● **LISTED ENTRIES**:
[Start of section]
//! Error types shared by every row-store implementation.
//!
//! [`StoreError`] covers failures of the storage binding itself; a
//! [`RecordError`] is raised when a row exists but cannot be read as the
//! entity it is supposed to hold.

use thiserror::Error;

/// Errors a [`RowStore`](crate::RowStore) can report.
#[derive(Debug, Error)]
pub enum StoreError {
    /// The store was closed, or never opened.
    #[error("row store is closed")]
    Closed,

    /// A table or field name contains characters that cannot be spliced into a statement.
    #[error("invalid identifier '{0}': must contain only alphanumeric characters and underscores")]
    InvalidIdentifier(String),

    /// File I/O failure (script resources, database files).
    #[error("I/O error: {0}")]
    Io(#[from] std::io::Error),

    /// Failure reported by the storage backend.
    #[error("backend error: {0}")]
    Backend(#[source] Box<dyn std::error::Error + Send + Sync>),
}

/// A row that could not be interpreted as its entity type.
#[derive(Debug, Clone, PartialEq, Eq, Error)]
#[error("{table} row {}: field '{field}': {reason}", id.map_or_else(|| "?".to_string(), |id| id.to_string()))]
pub struct RecordError {
    /// Table the row came from.
    pub table: String,
    /// Primary key of the row, when it could be read.
    pub id: Option<i64>,
    /// Field that failed to convert.
    pub field: String,
    /// Human-readable reason.
    pub reason: String,
}

/// Convenience alias for results with [`StoreError`].
pub type Result<T> = std::result::Result<T, StoreError>;
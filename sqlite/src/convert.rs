//! Conversion between [`Value`]/[`Row`] and SQLite column data.

use rusqlite::types::{Value as SqlValue, ValueRef};
use triplog_core::{Row, Value};

use crate::error::Result;

/// Converts a core [`Value`] into an owned SQLite value for parameter binding.
pub(crate) fn to_sql(value: &Value) -> SqlValue {
    match value {
        Value::Null => SqlValue::Null,
        Value::Integer(i) => SqlValue::Integer(*i),
        Value::Real(r) => SqlValue::Real(*r),
        Value::Text(s) => SqlValue::Text(s.clone()),
        Value::Blob(b) => SqlValue::Blob(b.clone()),
    }
}

/// Converts a borrowed SQLite column into a core [`Value`].
///
/// Text that is not valid UTF-8 is decoded lossily rather than rejected;
/// the verifier should see the row, not a decoding error.
pub(crate) fn from_sql(value: ValueRef<'_>) -> Value {
    match value {
        ValueRef::Null => Value::Null,
        ValueRef::Integer(i) => Value::Integer(i),
        ValueRef::Real(r) => Value::Real(r),
        ValueRef::Text(t) => Value::Text(String::from_utf8_lossy(t).into_owned()),
        ValueRef::Blob(b) => Value::Blob(b.to_vec()),
    }
}

/// Reads `fields.len()` leading columns of a result row into a [`Row`].
pub(crate) fn read_row(table: &str, fields: &[&str], row: &rusqlite::Row<'_>) -> Result<Row> {
    let mut out = Row::new(table);
    for (i, field) in fields.iter().enumerate() {
        out.push(*field, from_sql(row.get_ref(i)?));
    }
    Ok(out)
}

#[cfg(test)]
mod tests {
    use super::*;

    #[test]
    fn test_to_sql_covers_every_variant() {
        assert_eq!(to_sql(&Value::Null), SqlValue::Null);
        assert_eq!(to_sql(&Value::Integer(5)), SqlValue::Integer(5));
        assert_eq!(to_sql(&Value::Text("a".into())), SqlValue::Text("a".into()));
        assert_eq!(to_sql(&Value::Blob(vec![1, 2])), SqlValue::Blob(vec![1, 2]));
    }

    #[test]
    fn test_from_sql_lossy_text() {
        let value = from_sql(ValueRef::Text(&[0x66, 0xff]));
        assert!(matches!(value, Value::Text(ref s) if s.starts_with('f')));
    }

    #[test]
    fn test_read_row_from_query() {
        let conn = rusqlite::Connection::open_in_memory().unwrap();
        let row = conn
            .query_row("SELECT 7, 'x', NULL", [], |r| {
                Ok(read_row("t", &["a", "b", "c"], r).unwrap())
            })
            .unwrap();
        assert_eq!(row.get("a"), Some(&Value::Integer(7)));
        assert_eq!(row.get("b"), Some(&Value::Text("x".into())));
        assert_eq!(row.get("c"), Some(&Value::Null));
        assert_eq!(row.table(), "t");
    }
}
//! Master-data pass: reference integrity of vehicles, locations, routes and
//! frequent trips.

use tracing::debug;
use triplog_core::{
    FailedItem, FreqTrip, FreqTripStop, GasBrandGrade, GeoArea, Location, Person, RowStore, Trip,
    Vehicle, VehicleMake, ViaRoute,
};

use super::pass::Pass;
use crate::error::Result;

pub(crate) fn run<S: RowStore + ?Sized>(pass: &mut Pass<'_, S>) -> Result<()> {
    let checks: [fn(&mut Pass<'_, S>) -> Result<()>; 5] = [
        check_vehicles,
        check_locations,
        check_routes,
        check_freq_trips,
        check_freq_trip_stops,
    ];
    for check in checks {
        if pass.full() {
            debug!("Failure collector full, master-data pass stopped");
            break;
        }
        check(pass)?;
    }
    Ok(())
}

fn check_vehicles<S: RowStore + ?Sized>(pass: &mut Pass<'_, S>) -> Result<()> {
    let (vehicles, rows) = pass.scan::<Vehicle>()?;
    if rows == 0 {
        pass.report(FailedItem::database("No vehicles found"));
        return Ok(());
    }
    for vehicle in &vehicles {
        if pass.full() {
            break;
        }
        pass.require_direct::<VehicleMake, _>(vehicle.make_id, vehicle, "VehicleMake")?;
        pass.optional::<Person, _>(vehicle.driver_id, vehicle, "driver Person")?;
        pass.optional::<Trip, _>(vehicle.last_trip_id, vehicle, "last Trip")?;
    }
    Ok(())
}

fn check_locations<S: RowStore + ?Sized>(pass: &mut Pass<'_, S>) -> Result<()> {
    let (locations, _) = pass.scan::<Location>()?;
    for location in &locations {
        if pass.full() {
            break;
        }
        pass.optional::<GeoArea, _>(location.area_id, location, "GeoArea")?;
        pass.optional::<GasBrandGrade, _>(
            location.latest_brand_grade_id,
            location,
            "latest GasBrandGrade",
        )?;
    }
    for location in locations {
        pass.caches.locations.prime(location);
    }
    Ok(())
}

fn check_routes<S: RowStore + ?Sized>(pass: &mut Pass<'_, S>) -> Result<()> {
    let (routes, _) = pass.scan::<ViaRoute>()?;
    for route in &routes {
        if pass.full() {
            break;
        }
        pass.require::<Location, _>(route.from_location_id, route, "starting Location")?;
        pass.require::<Location, _>(route.to_location_id, route, "ending Location")?;
    }
    for route in routes {
        pass.caches.routes.prime(route);
    }
    Ok(())
}

fn check_freq_trips<S: RowStore + ?Sized>(pass: &mut Pass<'_, S>) -> Result<()> {
    let (freq_trips, _) = pass.scan::<FreqTrip>()?;
    for trip in &freq_trips {
        if pass.full() {
            break;
        }
        pass.require::<GeoArea, _>(trip.area_id, trip, "GeoArea")?;
        pass.optional::<Location, _>(trip.start_location_id, trip, "starting Location")?;
        pass.require::<Location, _>(trip.end_location_id, trip, "ending Location")?;
        pass.optional::<ViaRoute, _>(trip.end_via_id, trip, "ending ViaRoute")?;
        pass.optional::<GeoArea, _>(trip.roadtrip_end_area_id, trip, "roadtrip destination GeoArea")?;
    }
    for trip in freq_trips {
        pass.caches.freq_trips.prime(trip);
    }
    Ok(())
}

fn check_freq_trip_stops<S: RowStore + ?Sized>(pass: &mut Pass<'_, S>) -> Result<()> {
    let (stops, _) = pass.scan::<FreqTripStop>()?;
    for stop in &stops {
        if pass.full() {
            break;
        }
        pass.require::<FreqTrip, _>(stop.freq_trip_id, stop, "FreqTrip")?;
        pass.require::<Location, _>(stop.location_id, stop, "Location")?;
        pass.optional::<ViaRoute, _>(stop.via_id, stop, "ViaRoute")?;
    }
    Ok(())
}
[End of section]
● **TASK BRIEF**: Please print the records above exactly, leaving nothing out.

● **WRITTEN ANSWER**:
//! Error types shared by every row-store implementation.
//!
//! [`StoreError`] covers failures of the storage binding itself; a
//! [`RecordError`] is raised when a row exists but cannot be read as the
//! entity it is supposed to hold.

use thiserror::Error;

/// Errors a [`RowStore`](crate::RowStore) can report.
#[derive(Debug, Error)]
pub enum StoreError {
    /// The store was closed, or never opened.
    #[error("row store is closed")]
    Closed,

    /// A table or field name contains characters that cannot be spliced into a statement.
    #[error("invalid identifier '{0}': must contain only alphanumeric characters and underscores")]
    InvalidIdentifier(String),

    /// File I/O failure (script resources, database files).
    #[error("I/O error: {0}")]
    Io(#[from] std::io::Error),

    /// Failure reported by the storage backend.
    #[error("backend error: {0}")]
    Backend(#[source] Box<dyn std::error::Error + Send + Sync>),
}

/// A row that could not be interpreted as its entity type.
#[derive(Debug, Clone, PartialEq, Eq, Error)]
#[error("{table} row {}: field '{field}': {reason}", id.map_or_else(|| "?".to_string(), |id| id.to_string()))]
pub struct RecordError {
    /// Table the row came from.
    pub table: String,
    /// Primary key of the row, when it could be read.
    pub id: Option<i64>,
    /// Field that failed to convert.
    pub field: String,
    /// Human-readable reason.
    pub reason: String,
}

/// Convenience alias for results with [`StoreError`].
pub type Result<T> = std::result::Result<T, StoreError>;
filename sqlite/src/convert.rs
//! Conversion between [`Value`]/[`Row`] and SQLite column data.

use rusqlite::types::{Value as SqlValue, ValueRef};
use triplog_core::{Row, Value};

use crate::error::Result;

/// Converts a core [`Value`] into an owned SQLite value for parameter binding.
pub(crate) fn to_sql(value: &Value) -> SqlValue {
    match value {
        Value::Null => SqlValue::Null,
        Value::Integer(i) => SqlValue::Integer(*i),
        Value::Real(r) => SqlValue::Real(*r),
        Value::Text(s) => SqlValue::Text(s.clone()),
        Value::Blob(b) => SqlValue::Blob(b.clone()),
    }
}

/// Converts a borrowed SQLite column into a core [`Value`].
///
/// Text that is not valid UTF-8 is decoded lossily rather than rejected;
/// the verifier should see the row, not a decoding error.
pub(crate) fn from_sql(value: ValueRef<'_>) -> Value {
    match value {
        ValueRef::Null => Value::Null,
        ValueRef::Integer(i) => Value::Integer(i),
        ValueRef::Real(r) => Value::Real(r),
        ValueRef::Text(t) => Value::Text(String::from_utf8_lossy(t).into_owned()),
        ValueRef::Blob(b) => Value::Blob(b.to_vec()),
    }
}

/// Reads `fields.len()` leading columns of a result row into a [`Row`].
pub(crate) fn read_row(table: &str, fields: &[&str], row: &rusqlite::Row<'_>) -> Result<Row> {
    let mut out = Row::new(table);
    for (i, field) in fields.iter().enumerate() {
        out.push(*field, from_sql(row.get_ref(i)?));
    }
    Ok(out)
}

#[cfg(test)]
mod tests {
    use super::*;

    #[test]
    fn test_to_sql_covers_every_variant() {
        assert_eq!(to_sql(&Value::Null), SqlValue::Null);
        assert_eq!(to_sql(&Value::Integer(5)), SqlValue::Integer(5));
        assert_eq!(to_sql(&Value::Text("a".into())), SqlValue::Text("a".into()));
        assert_eq!(to_sql(&Value::Blob(vec![1, 2])), SqlValue::Blob(vec![1, 2]));
    }

    #[test]
    fn test_from_sql_lossy_text() {
        let value = from_sql(ValueRef::Text(&[0x66, 0xff]));
        assert!(matches!(value, Value::Text(ref s) if s.starts_with('f')));
    }

    #[test]
    fn test_read_row_from_query() {
        let conn = rusqlite::Connection::open_in_memory().unwrap();
        let row = conn
            .query_row("SELECT 7, 'x', NULL", [], |r| {
                Ok(read_row("t", &["a", "b", "c"], r).unwrap())
            })
            .unwrap();
        assert_eq!(row.get("a"), Some(&Value::Integer(7)));
        assert_eq!(row.get("b"), Some(&Value::Text("x".into())));
        assert_eq!(row.get("c"), Some(&Value::Null));
        assert_eq!(row.table(), "t");
    }
}
//! Master-data pass: reference integrity of vehicles, locations, routes and
//! frequent trips.

use tracing::debug;
use triplog_core::{
    FailedItem, FreqTrip, FreqTripStop, GasBrandGrade, GeoArea, Location, Person, RowStore, Trip,
    Vehicle, VehicleMake, ViaRoute,
};

use super::pass::Pass;
use crate::error::Result;

pub(crate) fn run<S: RowStore + ?Sized>(pass: &mut Pass<'_, S>) -> Result<()> {
    let checks: [fn(&mut Pass<'_, S>) -> Result<()>; 5] = [
        check_vehicles,
        check_locations,
        check_routes,
        check_freq_trips,
        check_freq_trip_stops,
    ];
    for check in checks {
        if pass.full() {
            debug!("Failure collector full, master-data pass stopped");
            break;
        }
        check(pass)?;
    }
    Ok(())
}

fn check_vehicles<S: RowStore + ?Sized>(pass: &mut Pass<'_, S>) -> Result<()> {
    let (vehicles, rows) = pass.scan::<Vehicle>()?;
    if rows == 0 {
        pass.report(FailedItem::database("No vehicles found"));
        return Ok(());
    }
    for vehicle in &vehicles {
        if pass.full() {
            break;
        }
        pass.require_direct::<VehicleMake, _>(vehicle.make_id, vehicle, "VehicleMake")?;
        pass.optional::<Person, _>(vehicle.driver_id, vehicle, "driver Person")?;
        pass.optional::<Trip, _>(vehicle.last_trip_id, vehicle, "last Trip")?;
    }
    Ok(())
}

fn check_locations<S: RowStore + ?Sized>(pass: &mut Pass<'_, S>) -> Result<()> {
    let (locations, _) = pass.scan::<Location>()?;
    for location in &locations {
        if pass.full() {
            break;
        }
        pass.optional::<GeoArea, _>(location.area_id, location, "GeoArea")?;
        pass.optional::<GasBrandGrade, _>(
            location.latest_brand_grade_id,
            location,
            "latest GasBrandGrade",
        )?;
    }
    for location in locations {
        pass.caches.locations.prime(location);
    }
    Ok(())
}

fn check_routes<S: RowStore + ?Sized>(pass: &mut Pass<'_, S>) -> Result<()> {
    let (routes, _) = pass.scan::<ViaRoute>()?;
    for route in &routes {
        if pass.full() {
            break;
        }
        pass.require::<Location, _>(route.from_location_id, route, "starting Location")?;
        pass.require::<Location, _>(route.to_location_id, route, "ending Location")?;
    }
    for route in routes {
        pass.caches.routes.prime(route);
    }
    Ok(())
}

fn check_freq_trips<S: RowStore + ?Sized>(pass: &mut Pass<'_, S>) -> Result<()> {
    let (freq_trips, _) = pass.scan::<FreqTrip>()?;
    for trip in &freq_trips {
        if pass.full() {
            break;
        }
        pass.require::<GeoArea, _>(trip.area_id, trip, "GeoArea")?;
        pass.optional::<Location, _>(trip.start_location_id, trip, "starting Location")?;
        pass.require::<Location, _>(trip.end_location_id, trip, "ending Location")?;
        pass.optional::<ViaRoute, _>(trip.end_via_id, trip, "ending ViaRoute")?;
        pass.optional::<GeoArea, _>(trip.roadtrip_end_area_id, trip, "roadtrip destination GeoArea")?;
    }
    for trip in freq_trips {
        pass.caches.freq_trips.prime(trip);
    }
    Ok(())
}

fn check_freq_trip_stops<S: RowStore + ?Sized>(pass: &mut Pass<'_, S>) -> Result<()> {
    let (stops, _) = pass.scan::<FreqTripStop>()?;
    for stop in &stops {
        if pass.full() {
            break;
        }
        pass.require::<FreqTrip, _>(stop.freq_trip_id, stop, "FreqTrip")?;
        pass.require::<Location, _>(stop.location_id, stop, "Location")?;
        pass.optional::<ViaRoute, _>(stop.via_id, stop, "ViaRoute")?;
    }
    Ok(())
}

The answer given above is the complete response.